Словообразование в коми языке невероятно — и представляет собой интересный объект для изучения. Хоть я почти не знаю языка, мне нравится проводить время за словарём, изучать пояснения и сноски в этнографическом исследовании автора Белицера, проведённом ещё в 1950-е годы.

У Коми многие слова состоят из двух корней, что сильно влияет на появление дополнительных значений и «междузначений» у слов, которые изначально не предполагались совсем.

Одним из таких слов является «чомкост», и меня удивляет даже не значение этого слова, а сама необходимость одаривать смыслом подобные положения пространства.

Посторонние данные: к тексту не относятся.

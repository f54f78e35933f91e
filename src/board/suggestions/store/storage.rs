use std::collections::HashMap;
use std::fs;
use std::io::ErrorKind;
use std::path::PathBuf;
use std::sync::{Arc, Mutex};

/// Key under which the whole suggestion state map is persisted.
pub const STATE_STORAGE_KEY: &str = "suggestionStates";

/// Key-value blob store the suggestion store persists through.
pub trait StateStorage: Send + Sync {
    fn load(&self, key: &str) -> Result<Option<String>, StorageError>;
    fn save(&self, key: &str, blob: &str) -> Result<(), StorageError>;
}

/// Error enumeration for storage failures.
#[derive(Debug, thiserror::Error)]
pub enum StorageError {
    #[error("storage backend unavailable: {0}")]
    Unavailable(String),
    #[error("storage io failure: {0}")]
    Io(#[from] std::io::Error),
}

/// Process-local storage for tests, demos, and stateless deployments.
#[derive(Default, Clone)]
pub struct InMemoryStateStorage {
    blobs: Arc<Mutex<HashMap<String, String>>>,
}

impl InMemoryStateStorage {
    /// Current blob for a key, mainly for assertions and debugging.
    pub fn snapshot(&self, key: &str) -> Option<String> {
        self.blobs
            .lock()
            .expect("storage mutex poisoned")
            .get(key)
            .cloned()
    }
}

impl StateStorage for InMemoryStateStorage {
    fn load(&self, key: &str) -> Result<Option<String>, StorageError> {
        Ok(self
            .blobs
            .lock()
            .expect("storage mutex poisoned")
            .get(key)
            .cloned())
    }

    fn save(&self, key: &str, blob: &str) -> Result<(), StorageError> {
        self.blobs
            .lock()
            .expect("storage mutex poisoned")
            .insert(key.to_string(), blob.to_string());
        Ok(())
    }
}

/// Storage keeping each key in `<dir>/<key>.json`.
pub struct FileStateStorage {
    dir: PathBuf,
}

impl FileStateStorage {
    pub fn new(dir: impl Into<PathBuf>) -> Self {
        Self { dir: dir.into() }
    }

    fn blob_path(&self, key: &str) -> PathBuf {
        self.dir.join(format!("{key}.json"))
    }
}

impl StateStorage for FileStateStorage {
    fn load(&self, key: &str) -> Result<Option<String>, StorageError> {
        match fs::read_to_string(self.blob_path(key)) {
            Ok(blob) => Ok(Some(blob)),
            Err(error) if error.kind() == ErrorKind::NotFound => Ok(None),
            Err(error) => Err(StorageError::Io(error)),
        }
    }

    fn save(&self, key: &str, blob: &str) -> Result<(), StorageError> {
        fs::create_dir_all(&self.dir)?;
        fs::write(self.blob_path(key), blob)?;
        Ok(())
    }
}
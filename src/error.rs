use crate::board::importer::BoardImportError;
use crate::config::ConfigError;
use crate::telemetry::TelemetryError;
use axum::http::StatusCode;
use axum::response::{IntoResponse, Response};
use axum::Json;
use serde_json::json;
use std::fmt;

#[derive(Debug)]
pub enum AppError {
    Config(ConfigError),
    Telemetry(TelemetryError),
    Io(std::io::Error),
    Server(axum::Error),
    Import(BoardImportError),
}

impl fmt::Display for AppError {
    fn fmt(&self, f: &mut fmt::Formatter<'_>) -> fmt::Result {
        match self {
            AppError::Config(err) => write!(f, "configuration error: {}", err),
            AppError::Telemetry(err) => write!(f, "telemetry error: {}", err),
            AppError::Io(err) => write!(f, "io error: {}", err),
            AppError::Server(err) => write!(f, "server error: {}", err),
            AppError::Import(err) => write!(f, "board import error: {}", err),
        }
    }
}

impl std::error::Error for AppError {
    fn source(&self) -> Option<&(dyn std::error::Error + 'static)> {
        match self {
            AppError::Config(err) => Some(err),
            AppError::Telemetry(err) => Some(err),
            AppError::Io(err) => Some(err),
            AppError::Server(err) => Some(err),
            AppError::Import(err) => Some(err),
        }
    }
}

impl IntoResponse for AppError {
    fn into_response(self) -> Response {
        let status = match self {
            AppError::Import(_) => StatusCode::BAD_REQUEST,
            AppError::Config(_)
            | AppError::Telemetry(_)
            | AppError::Io(_)
            | AppError::Server(_) => StatusCode::INTERNAL_SERVER_ERROR,
        };

        let body = Json(json!({ "error": self.to_string() }));
        (status, body).into_response()
    }
}

impl From<ConfigError> for AppError {
    fn from(value: ConfigError) -> Self {
        Self::Config(value)
    }
}

impl From<TelemetryError> for AppError {
    fn from(value: TelemetryError) -> Self {
        Self::Telemetry(value)
    }
}

impl From<std::io::Error> for AppError {
    fn from(value: std::io::Error) -> Self {
        Self::Io(value)
    }
}

impl From<axum::Error> for AppError {
    fn from(value: axum::Error) -> Self {
        Self::Server(value)
    }
}

impl From<BoardImportError> for AppError {
    fn from(value: BoardImportError) -> Self {
        Self::Import(value)
    }
}
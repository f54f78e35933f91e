use chrono::NaiveDate;
use serde::{Deserialize, Serialize};

/// Identifier wrapper for board suggestions.
#[derive(Debug, Clone, PartialEq, Eq, PartialOrd, Ord, Hash, Serialize, Deserialize)]
pub struct SuggestionId(pub String);

impl std::fmt::Display for SuggestionId {
    fn fmt(&self, f: &mut std::fmt::Formatter<'_>) -> std::fmt::Result {
        f.write_str(&self.0)
    }
}

/// Preventive-maintenance alert level reported for a client account.
#[derive(Debug, Clone, Copy, Default, PartialEq, Eq, Hash, Serialize, Deserialize)]
#[serde(rename_all = "snake_case")]
pub enum PreventiveStatus {
    Urgent,
    Critical,
    Attention,
    #[default]
    None,
}

impl PreventiveStatus {
    pub const fn label(self) -> &'static str {
        match self {
            PreventiveStatus::Urgent => "urgent",
            PreventiveStatus::Critical => "critical",
            PreventiveStatus::Attention => "attention",
            PreventiveStatus::None => "none",
        }
    }
}

/// Participation level in the loyalty program.
#[derive(Debug, Clone, Copy, Default, PartialEq, Eq, Hash, Serialize, Deserialize)]
#[serde(rename_all = "snake_case")]
pub enum LoyaltyTier {
    Full,
    Partial,
    #[default]
    None,
}

impl LoyaltyTier {
    pub const fn label(self) -> &'static str {
        match self {
            LoyaltyTier::Full => "full",
            LoyaltyTier::Partial => "partial",
            LoyaltyTier::None => "none",
        }
    }
}

/// Delivery stage tracked for a suggestion once engineering picks it up.
///
/// Serialized in kebab case to stay compatible with the persisted board blob.
#[derive(Debug, Clone, Copy, Default, PartialEq, Eq, Hash, Serialize, Deserialize)]
#[serde(rename_all = "kebab-case")]
pub enum DevelopmentStatus {
    #[default]
    Backlog,
    InDevelopment,
    Testing,
    Completed,
}

impl DevelopmentStatus {
    pub const fn label(self) -> &'static str {
        match self {
            DevelopmentStatus::Backlog => "backlog",
            DevelopmentStatus::InDevelopment => "in-development",
            DevelopmentStatus::Testing => "testing",
            DevelopmentStatus::Completed => "completed",
        }
    }

    pub const fn ordered() -> [DevelopmentStatus; 4] {
        [
            DevelopmentStatus::Backlog,
            DevelopmentStatus::InDevelopment,
            DevelopmentStatus::Testing,
            DevelopmentStatus::Completed,
        ]
    }
}

/// Snapshot of the submitting client consumed by the priority engine.
#[derive(Debug, Clone, PartialEq, Eq, Serialize, Deserialize)]
pub struct ClientProfile {
    pub company: String,
    pub contact_email: String,
    /// Subscribers served by the client's own operation.
    pub total_customers: u32,
    pub preventive_status: PreventiveStatus,
    /// Latest NPS answer on the 0-10 scale; out-of-range values are clamped.
    pub nps: u8,
    pub loyalty: LoyaltyTier,
    pub suggestions_submitted: u32,
    pub tenure_years: u32,
    pub account_created_on: NaiveDate,
}

/// A suggestion as it appears on the board, with its vote and comment tallies.
#[derive(Debug, Clone, PartialEq, Eq, Serialize, Deserialize)]
pub struct SuggestionRecord {
    pub id: SuggestionId,
    pub title: String,
    pub votes: u32,
    pub comments: u32,
    pub client: ClientProfile,
}

/// Administrative lifecycle attached to a suggestion.
///
/// Every field is optional; a suggestion nobody has touched reads as all
/// absent, and the accessors on [`SuggestionStateView`] resolve defaults.
#[derive(Debug, Clone, Default, PartialEq, Eq, Serialize, Deserialize)]
pub struct SuggestionState {
    #[serde(default, skip_serializing_if = "Option::is_none")]
    pub jira_task_code: Option<String>,
    #[serde(default, skip_serializing_if = "Option::is_none")]
    pub in_roadmap: Option<bool>,
    #[serde(default, skip_serializing_if = "Option::is_none")]
    pub roadmap_id: Option<String>,
    #[serde(default, skip_serializing_if = "Option::is_none")]
    pub development_status: Option<DevelopmentStatus>,
    #[serde(default, skip_serializing_if = "Option::is_none")]
    pub archived: Option<bool>,
}

impl SuggestionState {
    pub fn is_untouched(&self) -> bool {
        self.jira_task_code.is_none()
            && self.in_roadmap.is_none()
            && self.roadmap_id.is_none()
            && self.development_status.is_none()
            && self.archived.is_none()
    }

    pub fn to_view(&self, id: SuggestionId) -> SuggestionStateView {
        SuggestionStateView {
            suggestion_id: id,
            jira_task_code: self.jira_task_code.clone(),
            in_roadmap: self.in_roadmap.unwrap_or(false),
            roadmap_id: self.roadmap_id.clone(),
            development_status: self.development_status.unwrap_or_default(),
            archived: self.archived.unwrap_or(false),
        }
    }
}

/// Three-way field update: leave the stored value alone, clear it back to
/// absent, or replace it.
#[derive(Debug, Clone, Default, PartialEq, Eq)]
pub enum FieldPatch<T> {
    #[default]
    Keep,
    Clear,
    Set(T),
}

impl<T: Clone> FieldPatch<T> {
    pub fn apply(&self, slot: &mut Option<T>) {
        match self {
            FieldPatch::Keep => {}
            FieldPatch::Clear => *slot = None,
            FieldPatch::Set(value) => *slot = Some(value.clone()),
        }
    }
}

/// Partial update merged over a [`SuggestionState`]. Fields default to
/// [`FieldPatch::Keep`], so a patch only touches what it names.
#[derive(Debug, Clone, Default, PartialEq, Eq)]
pub struct StatePatch {
    pub jira_task_code: FieldPatch<String>,
    pub in_roadmap: FieldPatch<bool>,
    pub roadmap_id: FieldPatch<String>,
    pub development_status: FieldPatch<DevelopmentStatus>,
    pub archived: FieldPatch<bool>,
}

impl StatePatch {
    /// Attach a Jira task code to the suggestion.
    pub fn link_jira(code: impl Into<String>) -> Self {
        Self {
            jira_task_code: FieldPatch::Set(code.into()),
            ..Self::default()
        }
    }

    /// Place the suggestion on the roadmap and move it into development.
    pub fn add_to_roadmap(roadmap_id: impl Into<String>) -> Self {
        Self {
            in_roadmap: FieldPatch::Set(true),
            roadmap_id: FieldPatch::Set(roadmap_id.into()),
            development_status: FieldPatch::Set(DevelopmentStatus::InDevelopment),
            ..Self::default()
        }
    }

    /// Take the suggestion off the roadmap and send it back to the backlog.
    pub fn remove_from_roadmap() -> Self {
        Self {
            in_roadmap: FieldPatch::Set(false),
            roadmap_id: FieldPatch::Clear,
            development_status: FieldPatch::Set(DevelopmentStatus::Backlog),
            ..Self::default()
        }
    }

    pub fn development_status(status: DevelopmentStatus) -> Self {
        Self {
            development_status: FieldPatch::Set(status),
            ..Self::default()
        }
    }

    pub fn archived(flag: bool) -> Self {
        Self {
            archived: FieldPatch::Set(flag),
            ..Self::default()
        }
    }

    pub fn apply_to(&self, state: &mut SuggestionState) {
        self.jira_task_code.apply(&mut state.jira_task_code);
        self.in_roadmap.apply(&mut state.in_roadmap);
        self.roadmap_id.apply(&mut state.roadmap_id);
        self.development_status.apply(&mut state.development_status);
        self.archived.apply(&mut state.archived);
    }
}

/// Resolved representation of a suggestion's administrative state for API
/// responses and reports. Absent flags read as their defaults here.
#[derive(Debug, Clone, PartialEq, Eq, Serialize)]
pub struct SuggestionStateView {
    pub suggestion_id: SuggestionId,
    #[serde(skip_serializing_if = "Option::is_none")]
    pub jira_task_code: Option<String>,
    pub in_roadmap: bool,
    #[serde(skip_serializing_if = "Option::is_none")]
    pub roadmap_id: Option<String>,
    pub development_status: DevelopmentStatus,
    pub archived: bool,
}
//! Customer suggestion board workflows: dataset import and the admin core.

pub mod importer;
pub mod suggestions;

Чомкост — это расстояние между двумя «времянками» — деревянными охотничьими избами. Времянки часто строились в лесу для пережидания некоторого промежутка времени между охотой.

У «чомкоста» нет определённой длины — она варьируется от случая к случаю.

Я говорю, что было бы неплохо сделать арт-резиденцию в Сыктывкаре; Миша говорит, что там уже есть «Револьт-центр». Вероника говорит, что можно провести междисциплинарную музыковедческую практику.

Расщеплённые расстоянием (пространством и временем), Мишины друзья пережидают что-то. Каждый в своей хижине, каждый в своём сне.

У слова «чомкост» есть и второе значение: корень «чом» всегда означает «дом», но «кост» может означать ещё и промежуток между событиями, не только между существующими объектами пространства. Чомкост — это само время в его линейной интерпретации. Чомкост сохраняется, даже если исчезает изба.

М. Б.: — Мне кажется, что люди в Сыктывкаре слушают очень посредственную музыку. Не в обиду никому из сыктывкарцев, но мне кажется, что помимо нашей группы подобную музыку в Сыктывкаре никто не делал (пусть это и звучит немного свысока). До нас, и вообще…

В. М.: — И после нас (Мы смеёмся с этой реплики).

М. Б.: — Из таких групп могу назвать только «Один на кухне», и всё. И меня бесит, что на наши концерты приходит всё больше бухих людей.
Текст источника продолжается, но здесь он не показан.